Just wanted to share my discipline techninque which may help you situation as well. My daughter is 2.5 yrs. Although she is happy, witty and loving she is also very stubborn and has been known to tantrum! When she first started to understand what we were saying I began to do this...
If after a few reprimands she still misbehaved or tantrumed uncontrollably, and talking to her only invoked more shrieks, I'd physically scoop her up and carry her into her bedroom for a time out. Even though she was young (maybe around 12 months) I'd say "no screaming...now timeout" over and over as I carried her into her room and put her in her crib. Then I'd leave and close the door and let her cry, either until the crying was sporadic or 10 minutes (which ever came first). I would then go in and say "crying all done?" "all better" to which she eventually replied "yah" or nod. In which case I'd let her come out, however if something got her going again - even if 10 minutes later - we'd repeat the process. There were some days when she'd return to her room 3x in a row.
It has been well over a year since I began doing this with her and when she starts to "act up" now, all I have to say is, "do you want a timeout?" and she'll say "no" and then I say "well then stop screaming/crying/or whatever the problem is" and she almost always stops. With my 6.5 yr. old I tell him to go to his room, he can leave the door open and come out when he's ready. Also, if we need to repeat this once he comes out, then we do. If he is really in trouble, go in your room, close the door until I will come get you! In either case I have been consistent, as futile as it may seem sometimes. But it has paid off.
I am a home daycare provider and let me tell you that children know what buttons to push on their parents VERY early on in life. Some childrens behavior changes negativley the minute a parent enters the room. My suggestion. I promise, he will "get it" fairly quickly and I am suret hat this will level out once he gets used to the baby. I hope this helps? Good Luck.
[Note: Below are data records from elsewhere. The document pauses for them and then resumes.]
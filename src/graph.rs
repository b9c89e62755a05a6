//! The instruction graph: an arena of [`InstructionRecord`]s plus the
//! control-flow edges and old/new RVA indices.
//!
//! Records never move once appended — control-flow edges (`target`,
//! `referrers`) and sequence links (`prev`, `next`) are arena indices, not
//! references, so the graph can hold cycles (loops) without any unsafe code
//! or reference counting. The whole arena is dropped at the end of one
//! [`crate::engine::Engine::mutate`] call; nothing survives across calls.

use std::collections::HashMap;

use crate::decoder::flags::InstructionFlags;
use crate::decoder::tables::BranchKind;
use crate::error::ZergError;

/// Worst-case x86 instruction length (15 bytes per the Intel manual) plus
/// one byte of slack, stored inline to avoid a heap allocation per record.
pub const MAX_INSN_BYTES: usize = 16;

#[derive(Debug, Clone)]
pub struct InstructionRecord {
    pub old_rva: u32,
    pub new_rva: u32,
    pub length: u8,
    bytes: [u8; MAX_INSN_BYTES],
    byte_len: u8,
    pub flags: InstructionFlags,
    pub opcode: u8,
    pub modrm: Option<u8>,
    pub sib: Option<u8>,
    pub imm_size: u8,
    pub disp_size: u8,
    pub branch_kind: BranchKind,
    pub branch_target_rva: Option<u32>,
    pub prev: Option<usize>,
    pub next: Option<usize>,
    pub target: Option<usize>,
    pub referrers: Vec<usize>,
}

impl InstructionRecord {
    pub fn bytes(&self) -> &[u8] {
        &self.bytes[..self.byte_len as usize]
    }

    pub fn set_bytes(&mut self, bytes: &[u8]) {
        assert!(
            bytes.len() <= MAX_INSN_BYTES,
            "instruction grew past the {}-byte inline buffer",
            MAX_INSN_BYTES
        );
        self.bytes[..bytes.len()].copy_from_slice(bytes);
        self.byte_len = bytes.len() as u8;
        self.length = bytes.len() as u8;
    }

    pub fn is_synthetic(&self) -> bool {
        self.flags.contains(InstructionFlags::IS_SYNTHETIC)
    }

    /// A fresh, empty record with the given bytes — used both by the
    /// decoder (non-synthetic, `old_rva` set) and by the rule set
    /// (synthetic, `old_rva = 0`).
    pub fn new(old_rva: u32, bytes: Vec<u8>, flags: InstructionFlags) -> Self {
        let mut rec = InstructionRecord {
            old_rva,
            new_rva: 0,
            length: 0,
            bytes: [0u8; MAX_INSN_BYTES],
            byte_len: 0,
            flags,
            opcode: 0,
            modrm: None,
            sib: None,
            imm_size: 0,
            disp_size: 0,
            branch_kind: BranchKind::None,
            branch_target_rva: None,
            prev: None,
            next: None,
            target: None,
            referrers: Vec::new(),
        };
        rec.set_bytes(&bytes);
        rec
    }
}

/// The ordered sequence of instruction records plus old/new RVA indices.
/// One graph is built per [`crate::engine::Engine::mutate`] call and fully
/// owned by it; it never outlives that call.
#[derive(Default)]
pub struct CodeGraph {
    arena: Vec<InstructionRecord>,
    old_index: HashMap<u32, usize>,
    new_index: HashMap<u32, usize>,
    tail: Option<usize>,
}

impl CodeGraph {
    pub fn new() -> Self {
        Self::default()
    }

    pub fn len(&self) -> usize {
        self.arena.len()
    }

    pub fn is_empty(&self) -> bool {
        self.arena.is_empty()
    }

    pub fn get(&self, idx: usize) -> &InstructionRecord {
        &self.arena[idx]
    }

    pub fn get_mut(&mut self, idx: usize) -> &mut InstructionRecord {
        &mut self.arena[idx]
    }

    pub fn iter(&self) -> impl Iterator<Item = &InstructionRecord> {
        self.arena.iter()
    }

    pub fn order(&self) -> impl Iterator<Item = usize> {
        0..self.arena.len()
    }

    /// Push a record at the tail, linking `prev`/`next` and, for
    /// non-synthetic records, indexing it by `old_rva`.
    pub fn append(&mut self, mut record: InstructionRecord) -> usize {
        let idx = self.arena.len();
        record.prev = self.tail;
        if !record.is_synthetic() {
            self.old_index.entry(record.old_rva).or_insert(idx);
        }
        self.arena.push(record);
        if let Some(prev) = self.tail {
            self.arena[prev].next = Some(idx);
        }
        self.tail = Some(idx);
        idx
    }

    pub fn lookup_old(&self, rva: u32) -> Option<&InstructionRecord> {
        self.old_index.get(&rva).map(|&i| &self.arena[i])
    }

    pub fn lookup_old_index(&self, rva: u32) -> Option<usize> {
        self.old_index.get(&rva).copied()
    }

    pub fn lookup_new(&self, rva: u32) -> Option<&InstructionRecord> {
        self.new_index.get(&rva).map(|&i| &self.arena[i])
    }

    /// Phase 2: link every relative branch whose absolute target falls
    /// inside this graph's `old_rva` range to that target's record, and
    /// register the link in the target's `referrers`. Branches whose
    /// target is outside `[0, region_size)` keep only `branch_target_rva`
    /// (an absolute RVA, not a local index), with `target` left `None` —
    /// that is the ordinary, expected shape of a call/jump to code outside
    /// the mutated region.
    ///
    /// A target RVA that falls *inside* `[0, region_size)` but doesn't land
    /// on any decoded instruction head (a branch into the middle of an
    /// instruction — data-in-code or deliberate obfuscation) is a distinct,
    /// reportable case: `target` is likewise left `None`, but the branch's
    /// own `old_rva` is collected into the returned list so the caller can
    /// warn about it instead of treating it as an ordinary external branch.
    pub fn resolve_targets(&mut self, region_size: u32) -> Result<Vec<u32>, ZergError> {
        let n = self.arena.len();
        let mut links = Vec::new();
        let mut unresolved_in_region = Vec::new();
        for i in 0..n {
            let rec = &self.arena[i];
            if !rec.flags.is_relative_branch() || rec.is_synthetic() {
                continue;
            }
            let target_rva = rec
                .branch_target_rva
                .ok_or_else(|| ZergError::Graph("branch record missing target RVA".into()))?;
            if let Some(&target_idx) = self.old_index.get(&target_rva) {
                links.push((i, target_idx));
            } else if target_rva < region_size {
                unresolved_in_region.push(rec.old_rva);
            }
        }
        for (from, to) in links {
            self.arena[from].target = Some(to);
            self.arena[to].referrers.push(from);
        }
        Ok(unresolved_in_region)
    }

    /// Phase 4: convert every `rel8` branch still in the graph to its
    /// `rel32` form. Runs exactly once, before layout, so widening can
    /// never invalidate an already-computed offset — eliminating the
    /// classic assembler fixpoint problem.
    pub fn widen_all_branches(&mut self) {
        for rec in self.arena.iter_mut() {
            if !rec.flags.contains(InstructionFlags::IS_SHORT) {
                continue;
            }
            widen_one(rec);
        }
    }

    /// Phase 5: assign `new_rva` in emission order and populate the
    /// new-RVA index.
    pub fn layout(&mut self) {
        let mut rva = 0u32;
        for i in 0..self.arena.len() {
            self.arena[i].new_rva = rva;
            self.new_index.insert(rva, i);
            rva += self.arena[i].length as u32;
        }
    }

    pub fn total_size(&self) -> u32 {
        self.arena.iter().map(|r| r.length as u32).sum()
    }
}

/// Rewrite a short-form (`rel8`) branch in place to its `rel32` equivalent,
/// preserving its opcode family and the 4-byte placeholder displacement
/// (patched for real in engine Phase 6, once every `new_rva` is known).
fn widen_one(rec: &mut InstructionRecord) {
    let (opcode_bytes, new_kind): (&[u8], BranchKind) = match rec.branch_kind {
        BranchKind::JmpRel8 => (&[0xE9], BranchKind::JmpRel32),
        BranchKind::JccRel8 => {
            // 7x rel8 -> 0F 8x rel32 (same condition code in the low nibble).
            let cc = rec.opcode & 0x0F;
            return widen_jcc(rec, cc);
        }
        BranchKind::LoopRel8 => {
            // LOOP/LOOPE/LOOPNE/JECXZ have no rel32 encoding; emulate with a
            // short branch around an unconditional rel32 jump so the graph
            // can still treat every branch uniformly as 5 (jmp) or 6 (jcc)
            // bytes after widening.
            return widen_loop(rec);
        }
        BranchKind::JmpRel32 | BranchKind::JccRel32 | BranchKind::CallRel32 | BranchKind::None => {
            return;
        }
    };
    let mut bytes = Vec::with_capacity(5);
    bytes.extend_from_slice(opcode_bytes);
    bytes.extend_from_slice(&[0, 0, 0, 0]);
    rec.opcode = opcode_bytes[0];
    rec.branch_kind = new_kind;
    rec.flags.remove(InstructionFlags::IS_SHORT | InstructionFlags::IS_BRANCH_REL8);
    rec.flags.insert(InstructionFlags::IS_BRANCH_REL32);
    rec.set_bytes(&bytes);
}

fn widen_jcc(rec: &mut InstructionRecord, cc: u8) {
    let mut bytes = Vec::with_capacity(6);
    bytes.push(0x0F);
    bytes.push(0x80 | cc);
    bytes.extend_from_slice(&[0, 0, 0, 0]);
    rec.opcode = 0x80 | cc;
    rec.branch_kind = BranchKind::JccRel32;
    rec.flags.remove(InstructionFlags::IS_SHORT | InstructionFlags::IS_BRANCH_REL8);
    rec.flags.insert(InstructionFlags::IS_BRANCH_REL32);
    rec.set_bytes(&bytes);
}

/// `E0/E1/E2/E3` (LOOPNE/LOOPE/LOOP/JECXZ) have no direct rel32 form. Widen
/// by wrapping the short form around a relay jump, 9 bytes total:
///
/// ```text
/// op   rel8=+2      ; taken -> skip the next 2 bytes, land on `jmp rel32`
/// jmp  rel8=+5      ; not taken -> skip the 5-byte `jmp rel32`, fall through
/// jmp  rel32 target ; relays the taken case to the real (possibly far) target
/// ```
///
/// One record still owns the whole control-flow edge — the relay `jmp
/// rel32` is bytes of this record, not a second graph node — so
/// `target`/`branch_target_rva` keep meaning the rest of the engine relies
/// on: one branch instruction goes in, exactly one comes out, same kind.
fn widen_loop(rec: &mut InstructionRecord) {
    let mut bytes = Vec::with_capacity(9);
    bytes.push(rec.opcode); // E0/E1/E2/E3 unchanged
    bytes.push(2);
    bytes.push(0xEB);
    bytes.push(5);
    bytes.push(0xE9);
    bytes.extend_from_slice(&[0, 0, 0, 0]);
    rec.branch_kind = BranchKind::LoopRelayRel32;
    rec.flags.remove(InstructionFlags::IS_SHORT | InstructionFlags::IS_BRANCH_REL8);
    rec.flags.insert(InstructionFlags::IS_BRANCH_REL32);
    rec.set_bytes(&bytes);
}

#[cfg(test)]
mod tests {
    use super::*;
    use crate::decoder::decode_one;

    #[test]
    fn widen_loop_produces_nine_byte_relay_sandwich() {
        // E2 FA -> loop $-4 (LOOP, opcode E2), decoded as a standalone record.
        let mut rec = decode_one(&[0xE2, 0xFA], 10).unwrap();
        assert_eq!(rec.branch_kind, BranchKind::LoopRel8);
        widen_loop(&mut rec);
        assert_eq!(rec.branch_kind, BranchKind::LoopRelayRel32);
        assert_eq!(rec.length, 9);
        assert!(rec.flags.contains(InstructionFlags::IS_BRANCH_REL32));
        assert!(!rec.flags.contains(InstructionFlags::IS_SHORT));
        let bytes = rec.bytes();
        assert_eq!(bytes[0], 0xE2); // opcode preserved
        assert_eq!(bytes[1], 2); // taken: skip 2 bytes, land on `jmp rel32`
        assert_eq!(bytes[2], 0xEB);
        assert_eq!(bytes[3], 5); // not taken: skip the 5-byte `jmp rel32`
        assert_eq!(bytes[4], 0xE9); // relay jmp rel32
    }

    #[test]
    fn widen_loop_relay_displacement_resolves_to_original_target_after_layout() {
        // jecxz +0 (E3 00) at old_rva 0, followed by one `nop` the loop
        // targets by falling through to rva 2 after widening.
        let mut graph = CodeGraph::new();
        let mut jecxz = decode_one(&[0xE3, 0x00], 0).unwrap();
        jecxz.branch_target_rva = Some(2);
        graph.append(jecxz);
        graph.append(decode_one(&[0x90], 2).unwrap());

        let unresolved = graph.resolve_targets(3).unwrap();
        assert!(unresolved.is_empty());
        assert_eq!(graph.get(0).target, Some(1));

        graph.widen_all_branches();
        assert_eq!(graph.get(0).branch_kind, BranchKind::LoopRelayRel32);
        assert_eq!(graph.get(0).length, 9);

        graph.layout();
        assert_eq!(graph.get(0).new_rva, 0);
        assert_eq!(graph.get(1).new_rva, 9);

        let (off, len) = graph.get(0).branch_kind.disp_field().unwrap();
        assert_eq!((off, len), (5, 4));
    }

    #[test]
    fn resolve_targets_flags_branch_into_middle_of_instruction_distinctly_from_external() {
        // A two-byte instruction at rva 0, then a short jmp at rva 2 whose
        // target (rva 1) lands mid-instruction rather than on a head, and a
        // second short jmp whose target (rva 100) is legitimately external.
        let mut graph = CodeGraph::new();
        graph.append(decode_one(&[0x01, 0xD8], 0).unwrap()); // add eax, ebx
        let mut mid_branch = decode_one(&[0xEB, 0x00], 2).unwrap();
        mid_branch.branch_target_rva = Some(1);
        graph.append(mid_branch);
        let mut external_branch = decode_one(&[0xEB, 0x00], 4).unwrap();
        external_branch.branch_target_rva = Some(100);
        graph.append(external_branch);

        let unresolved = graph.resolve_targets(6).unwrap();
        assert_eq!(unresolved, vec![2]);
        assert!(graph.get(1).target.is_none());
        assert!(graph.get(2).target.is_none());
    }
}
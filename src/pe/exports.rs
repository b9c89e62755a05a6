//! Export directory fixup.
//!
//! `IMAGE_EXPORT_DIRECTORY` (PE/COFF spec): only the two fields this pass
//! touches are named; the rest of the 40-byte struct is irrelevant here.
//! Offset 20 = `NumberOfFunctions`, offset 28 = `AddressOfFunctions` (an RVA
//! to an array of RVAs, one per exported ordinal).

use super::FixupCtx;
use crate::error::ZergError;

const NUMBER_OF_FUNCTIONS_OFFSET: usize = 20;
const ADDRESS_OF_FUNCTIONS_OFFSET: usize = 28;

pub(super) fn fixup(buf: &mut [u8], ctx: &FixupCtx, dir: (u32, u32)) -> Result<(), ZergError> {
    let (dir_rva, dir_size) = dir;
    if dir_rva == 0 || dir_size == 0 {
        return Ok(());
    }
    let dir_off = ctx
        .rva_to_offset(dir_rva)
        .ok_or_else(|| ZergError::Fixup("export directory RVA does not map to file content".into()))?;

    let count = u32::from_le_bytes(buf[dir_off + NUMBER_OF_FUNCTIONS_OFFSET..dir_off + NUMBER_OF_FUNCTIONS_OFFSET + 4].try_into().unwrap());
    let addr_of_functions_rva = u32::from_le_bytes(
        buf[dir_off + ADDRESS_OF_FUNCTIONS_OFFSET..dir_off + ADDRESS_OF_FUNCTIONS_OFFSET + 4]
            .try_into()
            .unwrap(),
    );
    let funcs_off = ctx
        .rva_to_offset(addr_of_functions_rva)
        .ok_or_else(|| ZergError::Fixup("export address table RVA does not map to file content".into()))?;

    for i in 0..count as usize {
        let entry_off = funcs_off + i * 4;
        let rva = u32::from_le_bytes(buf[entry_off..entry_off + 4].try_into().unwrap());
        if rva == 0 {
            continue;
        }
        // A forwarder export stores an RVA into the export directory itself
        // (the string "Other.dll.Func"), not a code pointer — left untouched.
        if rva >= dir_rva && rva < dir_rva + dir_size {
            continue;
        }
        if rva < ctx.old_base || rva >= ctx.old_base + ctx.old_size {
            continue;
        }
        let new_rva = ctx
            .remap(rva)
            .ok_or_else(|| ZergError::Fixup(format!("exported function RVA 0x{:X} is not an instruction head", rva)))?;
        buf[entry_off..entry_off + 4].copy_from_slice(&new_rva.to_le_bytes());
    }
    Ok(())
}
i hope i can be of some help. i have two children a 4 and 1/2 yr old and a 2 yr old. on top of that my 4 yr old has had luckima 2 time since he was born. this iv learned living in hospitals for 3 yr alot of pationts and other ways of handling things since i could not reslot to yelling, spanking or things like that being were there were people sleeping around me all the time. Do you let you oldst help you with the baby. make him/her feel that this is there child too. let him/her feed the baby, bath baby of couse with your help, pick out clothes the baby will wear, singing to the baby. that dose help alot. my son just loved that he key word had this baby that he could take of. i made him feel big, and important. As for being well behaved at day care, he knows that person is not his/her mother and there is not that kind of a bond with the daycare pervider. with you he knows how well he can push you, he knows your mommy. any time he fustrates you to the point you feel like yelling(and he has done something he should not of) set him down in a time out rug untile he's time is up. time leght should be his age in min. if he gets up, you put him back in there and start the time agian. keep doing this untille he finaly sits there for his min. even though it may take 30 min the first time you do this, but in time if you are PERSITENT AT ALL TIMES he will stay his min witout getting out. that dose help so much. If you seem to not help yourself when your angrey at him go to diffrent rooms and calm down. put him in his room and you go to your room. cry if you need to let it out in a diffrent room. when your fustrated your child sense that and can easly get fustrated back at you. you are calm they are calm. Its so hard to raise them. and you will always make a mistack, but thats what being a mother is making mistacks and trying your best. i belive you are doing your best. i hope iv helped out some.
First of all, try not to take your son'e behavior in a personal manner. He's not deliberately trying to do anything. It's actually a good sign that he is behaving well outside the home. That is one indication that you are dealing with a normal-spectrum childhood behavior problem. It requires a systematic plan of behavior management. Talk will not get you far - he's too young for that to make much difference. Set clear, simple limits - i.e., let him know in no uncertain terms what is allowed and what is not allowed. For example, tell him he is expected to do what you say and he will go into time out when he doesn't. Tell him it is not allowed to talk back, and that he will go into time out when he does. Do not give him directions over and over. Twice is plenty. If he does not comply, place him in time out. When he violates your rules, put him in time out (an adult-size chair). A time out period should last for approximately five minutes. Track the time with a digital cooking timer, and start the timer only when he is eated and quiet.